Shortly after the opinion was released, DraftKings sued the attorney general in Dallas County district court seeking a declaratory judgment on whether DFS is legal in Texas. In 2018, DraftKings non-suited its claims and re-filed its lawsuit in Travis County (D-1-GN-18-001856), where it is still pending.

FanDuel, on the other hand, reached an agreement with the attorney general in which it would stop offering paid contests in Texas, and, in return, the attorney general would not pursue any legal action against FanDuel. In 2018, FanDuel notified Paxton that it would resume paid-entry DFS contests. Paxton’s office responded that “The State does not agree that you may engage in fantasy sports gambling” and that it would not object to FanDuel joining the DraftKings lawsuit as a plaintiff—which it did in August 2018.

Despite Paxton’s 2016 opinion that DFS constitutes illegal gambling, DraftKings, FanDuel, and other DFS sites currently accept players from Texas for real-money contests.

Will the Texas Legislature legalize daily fantasy sports in 2021?

It’s more likely than ever before. Texas legislators have unsuccessfully attempted to pass legislation concerning DFS for years. But with the state facing significant revenue shortfalls, 2021 may be the year that the Legislature finally passes a bill legalizing and regulating sports betting, including DFS.

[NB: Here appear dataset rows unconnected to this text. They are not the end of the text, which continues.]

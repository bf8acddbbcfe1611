//! `glob` — finds files matching a glob pattern.

use std::fmt::Write as _;
use std::path::PathBuf;
use std::time::SystemTime;

use serde_json::Value;
use walkdir::WalkDir;

use crate::BuiltinTool;

/// Finds files matching a glob pattern, sorted by modification time (most
/// recent first). FileRead category (spec.md §4.1).
pub struct GlobTool;

impl BuiltinTool for GlobTool {
    fn name(&self) -> &'static str {
        "glob"
    }

    fn is_thread_safe(&self) -> bool {
        true
    }

    fn run(&self, arguments: &Value) -> Result<String, String> {
        let pattern = arguments
            .get("pattern")
            .and_then(Value::as_str)
            .ok_or("pattern is required")?;
        let search_dir = arguments.get("path").and_then(Value::as_str).map_or_else(
            || std::env::current_dir().unwrap_or_else(|_| PathBuf::from(".")),
            PathBuf::from,
        );

        if !search_dir.exists() {
            return Err(format!("{}: no such directory", search_dir.display()));
        }
        let search_dir = search_dir.canonicalize().map_err(|e| e.to_string())?;

        let glob = globset::GlobBuilder::new(pattern)
            .literal_separator(false)
            .build()
            .map_err(|e| format!("invalid glob pattern: {e}"))?
            .compile_matcher();

        let mut matches: Vec<(PathBuf, SystemTime)> = Vec::new();
        for entry in WalkDir::new(&search_dir).follow_links(false).into_iter().filter_entry(|e| {
            e.depth() == 0 || e.file_name().to_str().is_none_or(|s| !s.starts_with('.'))
        }) {
            let Ok(entry) = entry else { continue };
            if entry.file_type().is_dir() {
                continue;
            }
            let rel_path = entry.path().strip_prefix(&search_dir).unwrap_or(entry.path());
            if glob.is_match(rel_path) {
                let mtime = entry.metadata().ok().and_then(|m| m.modified().ok()).unwrap_or(SystemTime::UNIX_EPOCH);
                matches.push((entry.path().to_path_buf(), mtime));
            }
        }
        matches.sort_by(|a, b| b.1.cmp(&a.1));

        if matches.is_empty() {
            return Ok(format!("No files matching \"{pattern}\" found"));
        }

        let mut output = String::new();
        for (path, _) in &matches {
            output.push_str(&path.display().to_string());
            output.push('\n');
        }
        let _ = write!(output, "\n({} files matched)", matches.len());
        Ok(output)
    }
}

#[cfg(test)]
mod tests {
    use super::*;
    use tempfile::TempDir;

    #[test]
    fn matches_flat_pattern() {
        let dir = TempDir::new().unwrap();
        std::fs::write(dir.path().join("a.rs"), "fn main(){}").unwrap();
        std::fs::write(dir.path().join("b.rs"), "fn test(){}").unwrap();
        std::fs::write(dir.path().join("c.txt"), "hello").unwrap();

        let result = GlobTool.run(&serde_json::json!({"pattern": "*.rs", "path": dir.path()})).unwrap();

        assert!(result.contains("a.rs"));
        assert!(result.contains("b.rs"));
        assert!(!result.contains("c.txt"));
        assert!(result.contains("2 files matched"));
    }

    #[test]
    fn matches_recursive_pattern() {
        let dir = TempDir::new().unwrap();
        std::fs::create_dir_all(dir.path().join("src").join("sub")).unwrap();
        std::fs::write(dir.path().join("src/main.rs"), "").unwrap();
        std::fs::write(dir.path().join("src/sub/lib.rs"), "").unwrap();

        let result = GlobTool.run(&serde_json::json!({"pattern": "**/*.rs", "path": dir.path()})).unwrap();

        assert!(result.contains("main.rs"));
        assert!(result.contains("lib.rs"));
    }

    #[test]
    fn reports_no_matches() {
        let dir = TempDir::new().unwrap();
        std::fs::write(dir.path().join("a.txt"), "hello").unwrap();

        let result = GlobTool.run(&serde_json::json!({"pattern": "*.rs", "path": dir.path()})).unwrap();
        assert!(result.contains("No files matching"));
    }

    #[test]
    fn rejects_invalid_pattern() {
        let dir = TempDir::new().unwrap();
        let result = GlobTool.run(&serde_json::json!({"pattern": "[invalid", "path": dir.path()}));
        assert!(result.is_err());
    }

    #[test]
    fn skips_hidden_directories() {
        let dir = TempDir::new().unwrap();
        std::fs::create_dir_all(dir.path().join(".git")).unwrap();
        std::fs::write(dir.path().join(".git/config"), "").unwrap();
        std::fs::write(dir.path().join("visible.rs"), "").unwrap();

        let result = GlobTool.run(&serde_json::json!({"pattern": "**/*", "path": dir.path()})).unwrap();

        assert!(result.contains("visible.rs"));
        assert!(!result.contains(".git"));
    }
}
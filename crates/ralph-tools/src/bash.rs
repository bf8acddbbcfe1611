//! `bash` — executes shell commands with a persistent working directory.

use std::path::PathBuf;
use std::process::{Command, Stdio};
use std::sync::Mutex;
use std::time::{Duration, Instant};

use serde_json::Value;

use crate::BuiltinTool;

/// Default timeout in milliseconds (2 minutes).
const DEFAULT_TIMEOUT_MS: u64 = 120_000;
/// Maximum timeout in milliseconds (10 minutes).
const MAX_TIMEOUT_MS: u64 = 600_000;
/// How often the watchdog polls the child for exit / deadline.
const POLL_INTERVAL: Duration = Duration::from_millis(25);
/// Sentinel used to extract the post-command working directory.
const CWD_SENTINEL: &str = "__RALPH_CWD__";

/// Executes a shell command via `bash -c`, Shell category (spec.md
/// §4.1) — always gated or denied by default policy, never thread-safe
/// since commands may have arbitrary side effects (spec.md §4.4, §5).
/// The working directory persists across calls on this tool instance.
pub struct BashTool;

impl BuiltinTool for BashTool {
    fn name(&self) -> &'static str {
        "bash"
    }

    fn is_thread_safe(&self) -> bool {
        false
    }

    fn run(&self, arguments: &Value) -> Result<String, String> {
        let command = arguments.get("command").and_then(Value::as_str).ok_or("command is required")?;
        let timeout_ms = arguments
            .get("timeout")
            .and_then(Value::as_u64)
            .unwrap_or(DEFAULT_TIMEOUT_MS)
            .min(MAX_TIMEOUT_MS);

        let cwd = { cwd_cell().lock().expect("bash cwd mutex poisoned").clone() };
        let wrapped = format!("{command}\n__RALPH_EXIT__=$?\necho \"{CWD_SENTINEL}\"\npwd\nexit $__RALPH_EXIT__");

        let (stdout, stderr, exit_code) = run_with_timeout(&wrapped, &cwd, Duration::from_millis(timeout_ms))?;
        let (output, new_cwd) = parse_sentinel_output(&stdout);

        if let Some(new_cwd) = new_cwd {
            *cwd_cell().lock().expect("bash cwd mutex poisoned") = new_cwd;
        }

        let mut result_text = String::new();
        if !output.is_empty() {
            result_text.push_str(&output);
        }
        if !stderr.is_empty() {
            if !result_text.is_empty() {
                result_text.push('\n');
            }
            result_text.push_str("STDERR:\n");
            result_text.push_str(&stderr);
        }
        if exit_code != 0 {
            if !result_text.is_empty() {
                result_text.push('\n');
            }
            result_text.push_str(&format!("(exit code: {exit_code})"));
        }
        if result_text.is_empty() {
            result_text.push_str("(no output)");
        }

        Ok(result_text)
    }
}

fn cwd_cell() -> &'static Mutex<PathBuf> {
    use std::sync::OnceLock;
    static CELL: OnceLock<Mutex<PathBuf>> = OnceLock::new();
    CELL.get_or_init(|| Mutex::new(std::env::current_dir().unwrap_or_else(|_| PathBuf::from("/"))))
}

/// Runs `command` under `bash -c`, killing it if it outlives `timeout`.
/// Polling rather than `wait_timeout` (not in std) keeps this dependency-free;
/// the poll interval is short enough not to matter against minute-scale timeouts.
fn run_with_timeout(command: &str, cwd: &std::path::Path, timeout: Duration) -> Result<(String, String, i32), String> {
    let mut child = Command::new("bash")
        .arg("-c")
        .arg(command)
        .current_dir(cwd)
        .stdout(Stdio::piped())
        .stderr(Stdio::piped())
        .spawn()
        .map_err(|e| e.to_string())?;

    let deadline = Instant::now() + timeout;
    loop {
        match child.try_wait().map_err(|e| e.to_string())? {
            Some(status) => {
                let output = child.wait_with_output().map_err(|e| e.to_string())?;
                let stdout = String::from_utf8_lossy(&output.stdout).to_string();
                let stderr = String::from_utf8_lossy(&output.stderr).to_string();
                return Ok((stdout, stderr, status.code().unwrap_or(-1)));
            }
            None => {
                if Instant::now() >= deadline {
                    let _ = child.kill();
                    let _ = child.wait();
                    return Err(format!("timed out after {}ms", timeout.as_millis()));
                }
                std::thread::sleep(POLL_INTERVAL);
            }
        }
    }
}

/// Splits stdout into the command's own output and the trailing cwd line
/// printed after [`CWD_SENTINEL`].
fn parse_sentinel_output(stdout: &str) -> (String, Option<PathBuf>) {
    if let Some(sentinel_pos) = stdout.find(CWD_SENTINEL) {
        let output = stdout[..sentinel_pos].trim_end().to_string();
        let after_sentinel = &stdout[sentinel_pos + CWD_SENTINEL.len()..];
        let new_cwd = after_sentinel.lines().find(|l| !l.is_empty()).map(|l| PathBuf::from(l.trim()));
        (output, new_cwd)
    } else {
        (stdout.to_string(), None)
    }
}

#[cfg(test)]
mod tests {
    use super::*;

    #[test]
    fn echoes_stdout() {
        let result = BashTool.run(&serde_json::json!({"command": "echo hello"})).unwrap();
        assert!(result.contains("hello"));
    }

    #[test]
    fn reports_nonzero_exit_code() {
        let result = BashTool.run(&serde_json::json!({"command": "exit 42"})).unwrap();
        assert!(result.contains("exit code: 42"));
    }

    #[test]
    fn captures_stderr() {
        let result = BashTool.run(&serde_json::json!({"command": "echo error >&2"})).unwrap();
        assert!(result.contains("STDERR:"));
        assert!(result.contains("error"));
    }

    #[test]
    fn times_out_long_running_commands() {
        let result = BashTool.run(&serde_json::json!({"command": "sleep 10", "timeout": 100}));
        assert!(result.is_err());
        assert!(result.unwrap_err().contains("timed out"));
    }

    #[test]
    fn missing_command_argument_fails() {
        assert!(BashTool.run(&serde_json::json!({})).is_err());
    }

    #[test]
    fn parses_sentinel_and_trailing_cwd() {
        let stdout = format!("hello world\n{CWD_SENTINEL}\n/tmp/test\n");
        let (output, cwd) = parse_sentinel_output(&stdout);
        assert_eq!(output, "hello world");
        assert_eq!(cwd, Some(PathBuf::from("/tmp/test")));
    }

    #[test]
    fn missing_sentinel_returns_raw_stdout() {
        let (output, cwd) = parse_sentinel_output("hello world\n");
        assert_eq!(output, "hello world\n");
        assert!(cwd.is_none());
    }
}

Rep. Joe Moody (D-El Paso) has filed HB 393, which would make it legal to win prizes in DFS contests and season-long fantasy sports. Specifically, the bill amends the definition of a “bet” for purposes of gambling criminal offenses to exclude bets made in a “fantasy or simulated game or contest.” Moody and others sponsored an identical bill in 2019, which passed the House on a 116-26 vote but died in the Senate. In 2017, Rep. Richard Raymond (D-Laredo) filed a similar bill that was never given a vote on the House floor, and Sen. Lois Kolkhorst (R-Brenham) filed a version that was never heard in committee.

With no regulatory scheme or taxation plan proposed, HB 393 doesn’t really affect DFS on the industry side—and does not protect the companies running DFS games. Rather, Moody told the American-Statesman that he felt the bill is necessary to protect individuals from being prosecuted for entering a DFS contest. He acknowledged that he was not aware of any Texan being prosecuted for fantasy sports gambling.

How could Texas legalize daily fantasy sports?

HB 393 doesn’t do enough, but there is certainly interest in and momentum behind the legalization of sports betting in Texas. When drafting laws to regulate DFS and the fantasy sports marketplace, legislators will be faced with a myriad of issues, such as: (1) how to define fantasy sports; (2) how to determine whether fantasy sports contests constitute games of skill; (3) whether the state should charge fantasy sports operators a fixed licensing fee; (4) what public disclosures to require from fantasy sports companies; (5) whether to allow professional sports leagues to own shares of fantasy sports operators; (6) how to address gambling addiction; (7) how to determine the minimum age for fantasy sports contest eligibility; and (8) how to ensure that fantasy sports operators do not default on their prize payouts.

And perhaps most critically, legalizing DFS in Texas will likely require a constitutional amendment, or at least a state referendum vote. Article 3, Section 47 of the Texas Constitution requires the Legislature to pass laws prohibiting “lotteries and gift enterprises,” with exceptions for charitable bingo, charitable raffles, and the state-operated lottery.

Cobb & Counsel advises Texas companies and individuals on regulatory matters and has significant experience defending government investigations and enforcement actions. If you need help navigating Texas’ complex gambling laws, contact us today.

February 9, 2021 update: Lt. Gov Patrick says gambling legislation “will not see the light of day” this session. “One of the reasons,” he said, “is that you’ve got so many competing interests. The racetracks want it, but the casinos don’t want it. . . . You got Oklahoma and Louisiana fighting against it. You got Las Vegas fighting against it. Usually most issues are two-sided. There is so much infighting and competition amongst all the people in that arena—that’s why it never goes anywhere.”